政府が経済対策として自治体に活用を勧める「おこめ券」。しかし今、配布しないことを決める自治体が増えている。一体どんな理由があるのか。
■おこめ券を配布しない理由は?
大阪・交野市 山本景市長
「おこめ券という選択肢は市民のためにあってはならない選択肢」
コメの平均価格が5キロあたり4335円と過去最高値を記録する中、需要が高まるはずのおこめ券。しかし、選ばないという自治体が続出している。
静岡市 難波喬司市長
「選択肢の一つならば静岡市としてはやるつもりはない」
4日も静岡市が否定的な考えを示している。
物価高への対応として拡充する重点支援地方交付金は、おこめ券に限らずプレミアム商品券や電子クーポンの配布、食料品の現物支給など自治体の判断に委ねられている。
そうした中、番組ではおこめ券の配布をしないと表明している大阪府箕面市の原田亮市長を取材した。そして、その理由を聞いた。
「おこめ券は500円で440円分のおコメしか買えない。12%の手数料(60円)が引かれる。市民の皆さんに届くお金が目減りしてしまう。(手数料は)おこめ券の事業者に行くということなので、おこめ券の事業者がもうかってしまうような仕組みになっているということですから。それは市民のためにはならないというふうに思っています」
さらに、原田市長はおこめ券を市民に配布するコストもネックになっていると指摘した。
事前通知には1件110円のコストがかかり、およそ14万人が暮らす箕面市全体に通知すると多額の負担になってしまうという。
「市民の皆さんに1円でも多く届けられるかというところを重視しておりまして、今回おこめ券ではなくて現金やギフト券のほうが、手数料とか事務費もおこめ券に比べてかからないということなので、その線で検討しています」
箕面市民の反応は…。
「(おこめ券を)配布してほしいんやけどね。年金生活やからさ」
「(おこめ券だと)おコメだけになってしまうでしょ」
「幅広く買えるような」
「地域振興券のようなものがいい」
■おこめ券に使用期限 転売も禁止
おこめ券を巡っては使用期限など新たな情報も出てきている。
おコメの卸売業者が組織する団体、全米販やJA全農が現在、発行しているおこめ券には使用期限はないが、農林水産省は5日、おこめ券の使用期限を来年9月末までとすることで調整していると発表した。さらに、おこめ券には転売禁止を明記する方向だという。
これについて、コメの流通に詳しい折笠俊輔氏は、新たな文言を券に盛り込むとなると新しく作り直すため手元に届くまでに時間がかかる。さらに、他の商品券などに比べて手数料が取られ、購入できる額が12%減ってしまうので、おこめ券の給付を選ぶ自治体は少ないと思うと指摘する。

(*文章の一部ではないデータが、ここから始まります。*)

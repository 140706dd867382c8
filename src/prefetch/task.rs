//! Prefetch Task Module
//!
//! A queued request to populate one cache key.

use std::fmt;
use std::future::Future;
use std::pin::Pin;

use serde::{Deserialize, Serialize};

use crate::cache::{current_timestamp_ms, CacheValue};

/// Boxed future returned by a producer.
pub type ProducerFuture = Pin<Box<dyn Future<Output = anyhow::Result<CacheValue>> + Send>>;

/// One-shot value producer.
pub type Producer = Box<dyn FnOnce() -> ProducerFuture + Send>;

// == Priority ==
/// Drain order: `High` before `Normal` before `Low`.
#[derive(
    Debug, Clone, Copy, Default, PartialEq, Eq, PartialOrd, Ord, Hash, Serialize, Deserialize,
)]
#[serde(rename_all = "lowercase")]
pub enum Priority {
    High,
    #[default]
    Normal,
    Low,
}

// == Prefetch Task ==
/// A queued or in-flight prefetch.
pub struct PrefetchTask {
    /// Cache key the produced value is stored under
    pub key: String,
    /// Drain priority
    pub priority: Priority,
    /// Enqueue timestamp (Unix milliseconds)
    pub enqueued_at: u64,
    /// Enqueue order, breaks priority ties
    pub(crate) seq: u64,
    producer: Producer,
}

impl PrefetchTask {
    /// Creates a task stamped with the current time.
    pub fn new<F, Fut>(key: String, priority: Priority, seq: u64, producer: F) -> Self
    where
        F: FnOnce() -> Fut + Send + 'static,
        Fut: Future<Output = anyhow::Result<CacheValue>> + Send + 'static,
    {
        Self {
            key,
            priority,
            enqueued_at: current_timestamp_ms(),
            seq,
            producer: Box::new(move || Box::pin(producer())),
        }
    }

    /// Sort key: priority first, then enqueue order.
    pub(crate) fn order_key(&self) -> (Priority, u64) {
        (self.priority, self.seq)
    }

    /// Consumes the task, starting its producer.
    pub(crate) fn run(self) -> ProducerFuture {
        (self.producer)()
    }
}

impl fmt::Debug for PrefetchTask {
    fn fmt(&self, f: &mut fmt::Formatter<'_>) -> fmt::Result {
        f.debug_struct("PrefetchTask")
            .field("key", &self.key)
            .field("priority", &self.priority)
            .field("enqueued_at", &self.enqueued_at)
            .field("seq", &self.seq)
            .finish_non_exhaustive()
    }
}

自治体はどんな判断を下すのか。番組では東京23区にアンケートを実施した。
おこめ券の配布について「検討中」と回答したのが21、「配布しない」が1、「未回答」が1となり、現時点で配布すると回答した区はなかった。
また、検討中と回答した複数の区の住人からは、おこめ券以外の選択肢を望む声も上がっているという。
唯一、配布しないと回答した江戸川区は別の施策の実施を計画しているためとしています。